If the cost of borrow is expensive (e.g. 10-200%+), then there will be various arbitrage relationships between the stock and the options market.  You can essentially “lend” and “borrow” shares through the options market (*transaction costs may be high).  If you simply look at short interest, you will not see the opportunities available in lending out your shares.

Short squeezes

One common theory among bagholders is that short interest is a bullish signal, as a high short interest should be correlated with short squeezes.  In my opinion, the bagholders should pay more attention to the borrow costs than the short interest.  Firstly, if the bagholder is dealing with very small amounts of money (people who talk about short interest generally deal with small amounts of money), there is the free money aspect to lending our shares.

Secondly, short sellers often know what they’re doing.  Short sellers tend to be professional investors who do it full-time as their job.  Or, they may have inside information (e.g. the tech guy sending out emails knows that the stock is a pump and dump).  The stock market generally does an excellent job in spotting pump and dump scams, so it’s difficult to make money shorting the obvious pump and dumps.  Very high borrowing costs make market inefficiencies difficult to exploit.

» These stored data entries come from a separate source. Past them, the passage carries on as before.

//! Bridges adapter output onto the canonical model.

use storepulse_core::normalize::{
    clean_text, extract_city, guess_region, reviewer_or_anonymous, validate_rating,
    validate_text,
};
use storepulse_core::{classify_zone, CollectPlan, GeoPoint, ReviewContent, Store};

use crate::types::{RawReview, RawStore};

/// Build a canonical [`Store`] from a raw source store.
///
/// Coordinates are kept only as a valid pair; a partial or out-of-range pair
/// becomes "unknown location". City falls back to the search area when the
/// source gave no address at all. Region is inferred from the address, then
/// from the search area.
#[must_use]
pub fn normalize_store(raw: &RawStore, store_id: String, plan: &CollectPlan) -> Store {
    let address = raw.address.as_deref().map(clean_text).unwrap_or_default();
    let location = match (raw.latitude, raw.longitude) {
        (Some(lat), Some(lng)) => GeoPoint::new(lat, lng),
        _ => None,
    };

    let city = if address.is_empty() {
        raw.search_area.clone()
    } else {
        extract_city(&address).unwrap_or_default()
    };

    let region_text = format!("{address} {}", raw.search_area);
    let region = guess_region(&region_text, &plan.regions, &plan.default_region);
    let zone = classify_zone(location, &region, &plan.metro_areas);

    Store {
        id: store_id,
        name: clean_text(&raw.name),
        address,
        location,
        city,
        region,
        zone,
    }
}

/// Validate a raw review. Returns `None` when text or rating is unusable.
#[must_use]
pub fn normalize_review(raw: &RawReview, min_text_len: usize) -> Option<ReviewContent> {
    let text = validate_text(raw.text.as_deref()?, min_text_len).ok()?;
    let rating = validate_rating(raw.rating?).ok()?;
    Some(ReviewContent {
        text,
        rating,
        date: raw.date,
        reviewer_name: reviewer_or_anonymous(raw.reviewer_name.as_deref()),
    })
}

/// Normalize a batch of raw reviews, dropping rejects and capping at `max`.
#[must_use]
pub fn normalize_reviews(raw: &[RawReview], min_text_len: usize, max: usize) -> Vec<ReviewContent> {
    raw.iter()
        .filter_map(|r| normalize_review(r, min_text_len))
        .take(max)
        .collect()
}

#[cfg(test)]
mod tests {
    use super::*;
    use storepulse_core::Zone;

    fn plan() -> CollectPlan {
        CollectPlan::from_yaml_str(
            r#"
brand_token: intersport
search_query: Intersport
country: France
work_units:
  - name: Paris
  - name: Lyon
default_region: France
regions:
  - label: Ile-de-France
    keywords: [paris]
    postcode_prefixes: ["75", "94"]
  - label: Auvergne-Rhone-Alpes
    keywords: [lyon]
    postcode_prefixes: ["69"]
metro_areas:
  - name: Paris
    region_keywords: [ile-de-france]
    bbox: { lat_min: 48.815, lat_max: 48.902, lng_min: 2.225, lng_max: 2.420 }
"#,
        )
        .unwrap()
    }

    fn raw(address: Option<&str>, lat: Option<f64>, lng: Option<f64>, area: &str) -> RawStore {
        RawStore {
            external_id: None,
            name: "  Intersport   Rivoli ".to_string(),
            address: address.map(str::to_string),
            latitude: lat,
            longitude: lng,
            detail_url: None,
            search_area: area.to_string(),
        }
    }

    #[test]
    fn store_inside_capital_box_is_urban_core() {
        let s = normalize_store(
            &raw(Some("30 Rue de Rivoli, 75004 Paris"), Some(48.8566), Some(2.3522), "Paris"),
            "S00".into(),
            &plan(),
        );
        assert_eq!(s.name, "Intersport Rivoli");
        assert_eq!(s.city, "Paris");
        assert_eq!(s.region, "Ile-de-France");
        assert_eq!(s.zone, Zone::UrbanCore);
    }

    #[test]
    fn postcode_region_outside_box_is_periphery() {
        let s = normalize_store(
            &raw(Some("CC Creteil Soleil, 94000 Creteil"), Some(48.779), Some(2.459), "Creteil"),
            "S01".into(),
            &plan(),
        );
        assert_eq!(s.region, "Ile-de-France");
        assert_eq!(s.zone, Zone::UrbanPeriphery);
    }

    #[test]
    fn partial_coordinates_become_unknown_location() {
        let s = normalize_store(
            &raw(Some("CC Part-Dieu, 69003 Lyon"), Some(45.76), None, "Lyon"),
            "S02".into(),
            &plan(),
        );
        assert!(s.location.is_none());
        assert_eq!(s.zone, Zone::Provincial);
    }

    #[test]
    fn missing_address_uses_search_area_for_city_and_region() {
        let s = normalize_store(&raw(None, None, None, "Lyon"), "S03".into(), &plan());
        assert_eq!(s.city, "Lyon");
        assert_eq!(s.region, "Auvergne-Rhone-Alpes");
        assert!(s.address.is_empty());
    }

    #[test]
    fn review_requires_text_and_positive_rating() {
        let good = RawReview {
            text: Some("Super magasin, bon accueil".into()),
            rating: Some(5),
            date: None,
            reviewer_name: None,
        };
        let content = normalize_review(&good, 10).unwrap();
        assert_eq!(content.reviewer_name, "Anonyme");
        assert_eq!(content.rating, 5);

        let no_rating = RawReview { rating: None, ..good.clone() };
        let zero_rating = RawReview { rating: Some(0), ..good.clone() };
        let short = RawReview { text: Some("ok".into()), ..good.clone() };
        assert!(normalize_review(&no_rating, 10).is_none());
        assert!(normalize_review(&zero_rating, 10).is_none());
        assert!(normalize_review(&short, 10).is_none());
    }

    #[test]
    fn batch_normalization_caps_after_filtering() {
        let reviews: Vec<RawReview> = (0..6)
            .map(|i| RawReview {
                text: Some(if i % 2 == 0 { "Tres bon magasin".into() } else { "x".into() }),
                rating: Some(4),
                date: None,
                reviewer_name: Some(format!("R{i}")),
            })
            .collect();
        let kept = normalize_reviews(&reviews, 5, 2);
        assert_eq!(kept.len(), 2);
        assert_eq!(kept[0].reviewer_name, "R0");
        assert_eq!(kept[1].reviewer_name, "R2");
    }
}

However, there have been rare times in the markets where short sellers got burned en masse.  2013 was such a year, where going long high short interest stocks was a strategy with high returns.  There was also a point in time where most fraudulent Chinese stocks were taken private.  And then there was the Dot-Com Bubble and the junior mining commodities bubble (e.g. where guys like Eric Sprott and Salida Capital “made” a lot of money on janky juniors).  So, sometimes the short sellers will give money to the longs.  There have also been cases Sturm Ruger, which had an insanely expensive borrow for some reason (probably because a bunch of hedge funds looked out from their Liberal ivory towers and ‘spotted’ a gun bubble).  In hindsight, Sturm Ruger was not a great short and has since recovered.  Short sellers aren’t always right in the end… though they generally are.

Finding borrow data

I use the Beta version of Interactive Broker’s TWS software.  If you don’t have an IB account, you can try the unofficial website iBorrowDesk.com.  Or, send Tweets at @iborrowdesk.

3 thoughts on “Short interest versus borrowing costs

  1. what about CACC? Current cost to borrow is 9% p.a., with 2/3 of free float shorted. Ivory tower hedge funds?

    • I don’t know what those shorts are doing. Yeah, CACC is arguably expensive. But paying that much interest to short it is a little silly.